I Don't Buy It
I’m sorry, but I have no sadness for that man. He was a trained killer, an assassin. He did his killing at the command of a military official, so they call him a hero. I’m sure there are many people in Iraq who would call him a demon—not that they will ever know who he was or whether he was the one shooting them.
We have no reason to mourn his death. He made his name and his living by learning to kill people, and then killing whomever he was told to kill. We’re supposed to believe he did this for noble reasons, for the betterment and protection of society. I don’t buy it. I don’t trust the military—they don’t work for us and they don’t represent the will of the people.
This shit bugs me. Tell me again how many people he killed, how many claimed and confirmed. And then explain how terribly tragic it was when he was shot and killed by another assassin. But it was the wrong one? Oops! They were supposed to be friends!

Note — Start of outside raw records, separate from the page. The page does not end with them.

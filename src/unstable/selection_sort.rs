//! Selection sort, repeatedly moves the minimum of the unsorted suffix to its front.

use std::cmp::Ordering;

sort_impl!("selection_sort_unstable");

/// Sorts the slice with *O*(*n*^2) comparisons and at most `len - 1` swaps.
///
/// Equal elements keep the earliest-seen minimum, but the swap into place can still reorder
/// them, so this sort is unstable.
#[inline]
pub fn sort<T>(arr: &mut [T])
where
    T: Ord,
{
    selection_sort(arr, &mut |a, b| a.lt(b));
}

#[inline]
pub fn sort_by<T, F>(arr: &mut [T], mut compare: F)
where
    F: FnMut(&T, &T) -> Ordering,
{
    selection_sort(arr, &mut |a, b| compare(a, b) == Ordering::Less);
}

/// Same as [`sort_by`], but returns how many swaps were performed.
pub fn sort_by_counting_swaps<T, F>(arr: &mut [T], mut compare: F) -> usize
where
    F: FnMut(&T, &T) -> Ordering,
{
    selection_sort(arr, &mut |a, b| compare(a, b) == Ordering::Less)
}

// --- IMPL ---

/// Returns the number of swaps, a minimum already in place is not swapped.
fn selection_sort<T, F>(v: &mut [T], is_less: &mut F) -> usize
where
    F: FnMut(&T, &T) -> bool,
{
    let len = v.len();
    if len < 2 {
        return 0;
    }

    let mut swaps = 0;
    for i in 0..(len - 1) {
        let min_pos = min_index(&v[i..], is_less) + i;
        if min_pos != i {
            v.swap(i, min_pos);
            swaps += 1;
        }
    }

    swaps
}

/// Index of the first minimum in `v`. `v` must not be empty.
fn min_index<T, F>(v: &[T], is_less: &mut F) -> usize
where
    F: FnMut(&T, &T) -> bool,
{
    let mut min_pos = 0;
    for j in 1..v.len() {
        if is_less(&v[j], &v[min_pos]) {
            min_pos = j;
        }
    }

    min_pos
}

I doubt I’m making any friends. In fact, the friends I do have will probably be angry at me for saying this. Many of them have updated their Facebook pages in honor of this person, but it’s not a tragedy. It’s not as if he went through life feeding the homeless and then got killed by one of them. He was a hit man. I have no doubt he did many good things and was good to his friends—but good people get killed every day, and most of them are not directly responsible for the deaths of a large pile of strangers.
Okay, I’m tired of that.
I have little to say about most things, including this. When it comes to trending articles and viral videos, I am genuinely unmoved. Maybe there are just too many of them. When scattered through the media of Facebook and Twitter, even serious topics and vital science tend to take on the nature of high school gossip. Oh, everybody’s talking about it? Big fucking deal. Most people have no idea what to talk about, but they want to talk about something—anything will do. It’s similar to having extra money and wanting desperately to spend it but not really needing anything in particular, so you wind up buying a bunch of useless shit. Makes no difference what it is—as long as it holds your attention long enough to make you reach for your wallet. So you buy it, and when you get home you throw it in the closet or stick it in some neglected drawer.
Six months later, while looking for something else, you’ll come across it again—and the only thing you’ll be able to do is pick it up and stand there for a minute, shaking your head, wondering why you spent twenty bucks on this piece of crap.